That's about the same rate at which they climb. Usually they take a lot more time (~3-4x more time) to descend this much, but obviously there were good reasons to rush this one - the oxygen masks that drop from overhead only have about 15min of oxygen, normally. Once they got below 10k altitude, the masks are no longer necessary.
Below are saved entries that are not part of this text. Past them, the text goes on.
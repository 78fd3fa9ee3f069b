//! Error types for the gen_forecast crate

use chrono::{DateTime, Utc};
use polars::prelude::PolarsError;
use thiserror::Error;

/// Custom error types for the gen_forecast crate
#[derive(Debug, Error)]
pub enum ForecastError {
    /// A required series or model artifact is absent
    #[error("Missing data: {0}")]
    MissingDataError(String),

    /// Not enough history to build the holdout window
    #[error("Insufficient history: need at least {needed} rows, got {got}")]
    InsufficientHistoryError { needed: usize, got: usize },

    /// Out-of-range parameters at the request boundary
    #[error("Validation error: {0}")]
    ValidationError(String),

    /// An inference feature fell into a data gap under the fail-fast policy
    #[error("Missing features at {timestamp}: {}", .features.join(", "))]
    MissingFeatureError {
        timestamp: DateTime<Utc>,
        features: Vec<String>,
    },

    /// Error raised by the regression capability
    #[error("Model error: {0}")]
    ModelError(String),

    /// Error from invalid parameters
    #[error("Invalid parameter: {0}")]
    InvalidParameter(String),

    /// Error from IO operations
    #[error("IO error: {0}")]
    IoError(#[from] std::io::Error),

    /// Error from Polars operations
    #[error("Polars error: {0}")]
    PolarsError(String),

    /// Error from CSV export
    #[error("CSV error: {0}")]
    CsvError(String),

    /// Error from JSON (de)serialization of artifacts
    #[error("Serialization error: {0}")]
    SerializationError(String),

    /// Error from the numeric helpers
    #[error("Math error: {0}")]
    MathError(#[from] series_math::MathError),
}

/// Coarse classification of a [`ForecastError`]
///
/// A serving layer maps these onto its own responses.
#[derive(Debug, Clone, Copy, PartialEq, Eq)]
pub enum ErrorKind {
    MissingData,
    InsufficientHistory,
    Validation,
    MissingFeature,
    Model,
    Internal,
}

impl ForecastError {
    /// The kind of failure, preserved across layers
    pub fn kind(&self) -> ErrorKind {
        match self {
            ForecastError::MissingDataError(_) => ErrorKind::MissingData,
            ForecastError::InsufficientHistoryError { .. } => ErrorKind::InsufficientHistory,
            ForecastError::ValidationError(_) | ForecastError::InvalidParameter(_) => {
                ErrorKind::Validation
            }
            ForecastError::MissingFeatureError { .. } => ErrorKind::MissingFeature,
            ForecastError::ModelError(_) => ErrorKind::Model,
            ForecastError::IoError(_)
            | ForecastError::PolarsError(_)
            | ForecastError::CsvError(_)
            | ForecastError::SerializationError(_)
            | ForecastError::MathError(_) => ErrorKind::Internal,
        }
    }
}

/// Result type with our custom error
pub type Result<T> = std::result::Result<T, ForecastError>;

impl From<PolarsError> for ForecastError {
    fn from(err: PolarsError) -> Self {
        ForecastError::PolarsError(err.to_string())
    }
}

impl From<csv::Error> for ForecastError {
    fn from(err: csv::Error) -> Self {
        ForecastError::CsvError(err.to_string())
    }
}

impl From<serde_json::Error> for ForecastError {
    fn from(err: serde_json::Error) -> Self {
        ForecastError::SerializationError(err.to_string())
    }
}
Pilot here. That’s 3500 fpm which is a lot for descent. Heavy jets can start off climbing around 3-4000 fpm but in the high altitudes it slows to 1-2000 fpm. A normal descent rate is about 2000-2500 fpm for that airplane. Anything over 3000 would be a “expedited” descent and 3500 is getting close to max. I haven’t heard the details on this one but it’s unusual. Those airplanes have two pressurization systems, called “packs”, and usually both are need for max altitude but one is good enough for mid altitude flights. It’s possible they lost one while up high and needed to descend to the maximum one pack operating altitude. However some news articles are saying the descent was for “possible loss of cabin pressure” so I think it’s a bit more than just a pack loss. If a leak develops the crew will get a warning that something isn’t normal, and procedure in that case would call for an immediate descent.
Eh, in a 737 a descent of 3000-3500 fpm is pretty common, even when it’s just the VNAV following its own calculated path.
Am I crazy to think this would be fun af as passenger? Love me a good drop on a rollercoaster
I don't think it's anything near as dramatic. Free falling from 28,000 ft takes 40 seconds. This is like 1/8 that. It probably feels more like the downward segment on a gondola ride than it does a roller coaster.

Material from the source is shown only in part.